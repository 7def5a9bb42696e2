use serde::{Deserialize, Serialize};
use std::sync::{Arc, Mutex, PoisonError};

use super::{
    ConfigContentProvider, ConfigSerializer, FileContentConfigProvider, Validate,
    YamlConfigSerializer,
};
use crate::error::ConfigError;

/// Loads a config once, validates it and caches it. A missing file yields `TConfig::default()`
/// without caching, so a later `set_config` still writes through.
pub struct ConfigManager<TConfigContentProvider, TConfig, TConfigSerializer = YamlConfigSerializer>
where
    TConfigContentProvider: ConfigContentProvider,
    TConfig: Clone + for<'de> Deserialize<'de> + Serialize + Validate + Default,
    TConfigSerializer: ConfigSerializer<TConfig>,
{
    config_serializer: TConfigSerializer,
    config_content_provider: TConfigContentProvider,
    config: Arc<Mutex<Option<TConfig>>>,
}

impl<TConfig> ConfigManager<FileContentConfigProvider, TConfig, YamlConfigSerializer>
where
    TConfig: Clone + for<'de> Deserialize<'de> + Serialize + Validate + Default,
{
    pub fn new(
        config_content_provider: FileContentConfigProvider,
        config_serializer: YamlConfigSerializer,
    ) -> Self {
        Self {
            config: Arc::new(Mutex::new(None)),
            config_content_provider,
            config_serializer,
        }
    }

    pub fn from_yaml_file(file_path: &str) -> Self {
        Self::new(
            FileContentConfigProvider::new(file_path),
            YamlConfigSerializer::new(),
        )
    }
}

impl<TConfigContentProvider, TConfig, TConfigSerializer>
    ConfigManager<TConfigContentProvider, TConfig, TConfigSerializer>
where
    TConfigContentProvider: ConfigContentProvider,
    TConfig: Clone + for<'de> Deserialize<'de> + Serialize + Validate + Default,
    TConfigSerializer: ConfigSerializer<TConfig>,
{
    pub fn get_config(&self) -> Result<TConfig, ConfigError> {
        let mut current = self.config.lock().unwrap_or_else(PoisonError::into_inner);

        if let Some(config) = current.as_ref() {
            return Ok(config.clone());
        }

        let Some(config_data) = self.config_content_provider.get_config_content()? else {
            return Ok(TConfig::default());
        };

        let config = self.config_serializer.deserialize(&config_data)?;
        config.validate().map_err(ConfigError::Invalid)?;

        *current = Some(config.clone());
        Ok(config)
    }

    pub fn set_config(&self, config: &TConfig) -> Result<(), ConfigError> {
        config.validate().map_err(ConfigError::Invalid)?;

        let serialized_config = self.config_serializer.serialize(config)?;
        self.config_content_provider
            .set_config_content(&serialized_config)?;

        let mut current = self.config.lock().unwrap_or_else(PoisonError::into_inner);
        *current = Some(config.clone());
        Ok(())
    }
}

* * *

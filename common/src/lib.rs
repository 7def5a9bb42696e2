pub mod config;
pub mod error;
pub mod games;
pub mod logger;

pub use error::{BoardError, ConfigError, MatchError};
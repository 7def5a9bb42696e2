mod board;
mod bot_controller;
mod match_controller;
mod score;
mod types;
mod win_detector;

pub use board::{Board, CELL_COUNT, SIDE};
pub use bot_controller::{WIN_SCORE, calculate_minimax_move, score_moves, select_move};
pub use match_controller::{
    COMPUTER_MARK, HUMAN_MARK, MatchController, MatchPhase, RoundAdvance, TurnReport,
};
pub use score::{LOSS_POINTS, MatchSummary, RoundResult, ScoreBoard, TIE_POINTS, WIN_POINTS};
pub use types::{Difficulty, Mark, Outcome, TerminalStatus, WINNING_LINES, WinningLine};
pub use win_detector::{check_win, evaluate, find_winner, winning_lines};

==

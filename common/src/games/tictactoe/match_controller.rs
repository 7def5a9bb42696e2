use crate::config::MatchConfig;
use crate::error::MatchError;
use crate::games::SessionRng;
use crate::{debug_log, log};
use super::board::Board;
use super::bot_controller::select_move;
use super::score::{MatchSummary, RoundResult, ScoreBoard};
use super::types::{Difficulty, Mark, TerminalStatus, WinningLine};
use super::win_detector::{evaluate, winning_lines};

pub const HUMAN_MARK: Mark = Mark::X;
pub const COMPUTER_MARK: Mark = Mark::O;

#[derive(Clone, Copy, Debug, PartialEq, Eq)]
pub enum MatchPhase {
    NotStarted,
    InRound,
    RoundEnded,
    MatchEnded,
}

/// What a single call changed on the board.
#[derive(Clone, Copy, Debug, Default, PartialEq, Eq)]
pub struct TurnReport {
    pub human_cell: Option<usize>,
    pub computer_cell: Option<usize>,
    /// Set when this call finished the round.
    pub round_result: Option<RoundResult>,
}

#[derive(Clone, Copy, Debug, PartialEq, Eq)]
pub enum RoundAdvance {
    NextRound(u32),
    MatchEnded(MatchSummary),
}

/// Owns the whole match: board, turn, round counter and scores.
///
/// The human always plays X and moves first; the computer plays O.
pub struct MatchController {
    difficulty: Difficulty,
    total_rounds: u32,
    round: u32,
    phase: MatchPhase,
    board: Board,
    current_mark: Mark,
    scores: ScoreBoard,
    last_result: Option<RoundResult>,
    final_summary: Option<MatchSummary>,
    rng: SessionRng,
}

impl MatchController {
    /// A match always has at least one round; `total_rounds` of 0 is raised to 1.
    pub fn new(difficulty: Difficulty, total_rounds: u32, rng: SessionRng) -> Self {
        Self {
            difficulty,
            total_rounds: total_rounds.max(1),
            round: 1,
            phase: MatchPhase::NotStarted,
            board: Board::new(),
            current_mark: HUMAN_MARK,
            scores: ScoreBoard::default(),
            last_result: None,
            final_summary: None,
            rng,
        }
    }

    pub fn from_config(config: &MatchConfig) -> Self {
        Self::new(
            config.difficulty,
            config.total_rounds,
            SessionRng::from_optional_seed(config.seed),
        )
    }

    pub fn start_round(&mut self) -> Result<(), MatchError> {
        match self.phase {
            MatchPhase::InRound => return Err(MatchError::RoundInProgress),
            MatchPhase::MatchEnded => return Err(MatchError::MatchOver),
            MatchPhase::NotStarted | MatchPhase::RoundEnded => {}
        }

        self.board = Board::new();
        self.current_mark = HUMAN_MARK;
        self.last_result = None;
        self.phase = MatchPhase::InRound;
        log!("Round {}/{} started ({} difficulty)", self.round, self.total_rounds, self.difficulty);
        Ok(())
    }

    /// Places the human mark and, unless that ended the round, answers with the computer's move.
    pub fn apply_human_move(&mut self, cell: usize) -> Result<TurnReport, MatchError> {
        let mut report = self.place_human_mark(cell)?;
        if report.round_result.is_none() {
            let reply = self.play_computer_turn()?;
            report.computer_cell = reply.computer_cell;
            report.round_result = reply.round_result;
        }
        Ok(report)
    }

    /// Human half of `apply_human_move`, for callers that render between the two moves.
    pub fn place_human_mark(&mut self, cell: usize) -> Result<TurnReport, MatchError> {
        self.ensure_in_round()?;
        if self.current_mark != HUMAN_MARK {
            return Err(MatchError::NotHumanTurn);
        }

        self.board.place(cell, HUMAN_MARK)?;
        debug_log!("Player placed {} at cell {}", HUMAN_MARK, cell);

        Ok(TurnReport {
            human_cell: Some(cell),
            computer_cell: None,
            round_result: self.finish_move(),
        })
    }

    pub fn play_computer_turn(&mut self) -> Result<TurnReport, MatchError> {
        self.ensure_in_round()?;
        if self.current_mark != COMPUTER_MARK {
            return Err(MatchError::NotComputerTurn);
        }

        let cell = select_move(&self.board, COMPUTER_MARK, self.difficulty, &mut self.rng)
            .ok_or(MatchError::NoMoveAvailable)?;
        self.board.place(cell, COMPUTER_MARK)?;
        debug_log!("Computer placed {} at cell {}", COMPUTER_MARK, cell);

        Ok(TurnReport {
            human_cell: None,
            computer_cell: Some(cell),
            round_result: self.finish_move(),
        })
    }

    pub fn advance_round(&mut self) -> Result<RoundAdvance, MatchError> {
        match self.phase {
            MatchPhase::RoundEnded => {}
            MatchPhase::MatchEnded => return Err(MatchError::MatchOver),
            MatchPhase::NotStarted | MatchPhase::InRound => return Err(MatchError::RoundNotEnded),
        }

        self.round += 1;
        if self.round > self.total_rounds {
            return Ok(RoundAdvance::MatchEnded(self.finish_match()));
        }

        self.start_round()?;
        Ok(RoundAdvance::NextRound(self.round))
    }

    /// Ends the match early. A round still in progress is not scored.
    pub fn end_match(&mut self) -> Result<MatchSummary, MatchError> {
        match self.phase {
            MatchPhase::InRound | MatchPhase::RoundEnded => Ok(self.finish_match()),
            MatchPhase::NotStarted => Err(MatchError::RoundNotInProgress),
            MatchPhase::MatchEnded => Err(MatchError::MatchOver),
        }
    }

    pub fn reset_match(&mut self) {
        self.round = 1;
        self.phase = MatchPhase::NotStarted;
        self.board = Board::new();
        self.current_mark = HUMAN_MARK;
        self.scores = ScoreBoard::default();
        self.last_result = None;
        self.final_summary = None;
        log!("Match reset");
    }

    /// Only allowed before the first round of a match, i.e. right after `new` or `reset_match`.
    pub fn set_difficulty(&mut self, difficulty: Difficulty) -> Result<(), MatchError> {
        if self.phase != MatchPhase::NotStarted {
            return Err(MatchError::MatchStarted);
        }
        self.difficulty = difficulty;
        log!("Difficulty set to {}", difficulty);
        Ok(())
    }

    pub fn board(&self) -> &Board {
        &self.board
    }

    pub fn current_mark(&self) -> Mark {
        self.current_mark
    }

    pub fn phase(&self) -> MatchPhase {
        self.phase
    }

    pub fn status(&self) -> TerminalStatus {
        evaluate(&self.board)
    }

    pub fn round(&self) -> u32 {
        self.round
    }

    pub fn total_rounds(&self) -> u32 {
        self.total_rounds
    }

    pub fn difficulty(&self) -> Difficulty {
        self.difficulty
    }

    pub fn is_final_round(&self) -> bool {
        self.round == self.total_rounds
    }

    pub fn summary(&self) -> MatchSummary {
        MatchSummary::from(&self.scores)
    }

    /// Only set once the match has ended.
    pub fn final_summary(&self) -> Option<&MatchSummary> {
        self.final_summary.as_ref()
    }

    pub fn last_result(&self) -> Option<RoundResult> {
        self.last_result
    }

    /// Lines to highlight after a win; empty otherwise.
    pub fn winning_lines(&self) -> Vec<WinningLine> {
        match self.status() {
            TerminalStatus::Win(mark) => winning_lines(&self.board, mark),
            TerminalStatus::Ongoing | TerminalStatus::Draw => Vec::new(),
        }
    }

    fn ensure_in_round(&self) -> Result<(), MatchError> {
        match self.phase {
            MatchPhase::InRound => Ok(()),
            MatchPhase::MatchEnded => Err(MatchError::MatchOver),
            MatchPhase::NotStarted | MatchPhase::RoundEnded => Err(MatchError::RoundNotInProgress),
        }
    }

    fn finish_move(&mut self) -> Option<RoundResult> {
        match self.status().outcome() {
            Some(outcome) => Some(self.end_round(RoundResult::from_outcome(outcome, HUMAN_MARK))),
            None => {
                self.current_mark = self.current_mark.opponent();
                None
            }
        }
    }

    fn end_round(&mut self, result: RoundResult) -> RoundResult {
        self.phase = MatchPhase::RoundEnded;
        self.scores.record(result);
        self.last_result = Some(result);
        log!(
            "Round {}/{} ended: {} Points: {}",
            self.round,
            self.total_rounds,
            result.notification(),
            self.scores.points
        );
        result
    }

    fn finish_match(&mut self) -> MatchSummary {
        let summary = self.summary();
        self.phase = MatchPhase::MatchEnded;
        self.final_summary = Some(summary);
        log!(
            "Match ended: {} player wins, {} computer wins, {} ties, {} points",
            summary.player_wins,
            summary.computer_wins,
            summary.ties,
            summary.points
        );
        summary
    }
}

◆ **Task details**
State how many lines contain the word "common" across the listing, and give no other text.

◆ **Solution to the problem**
2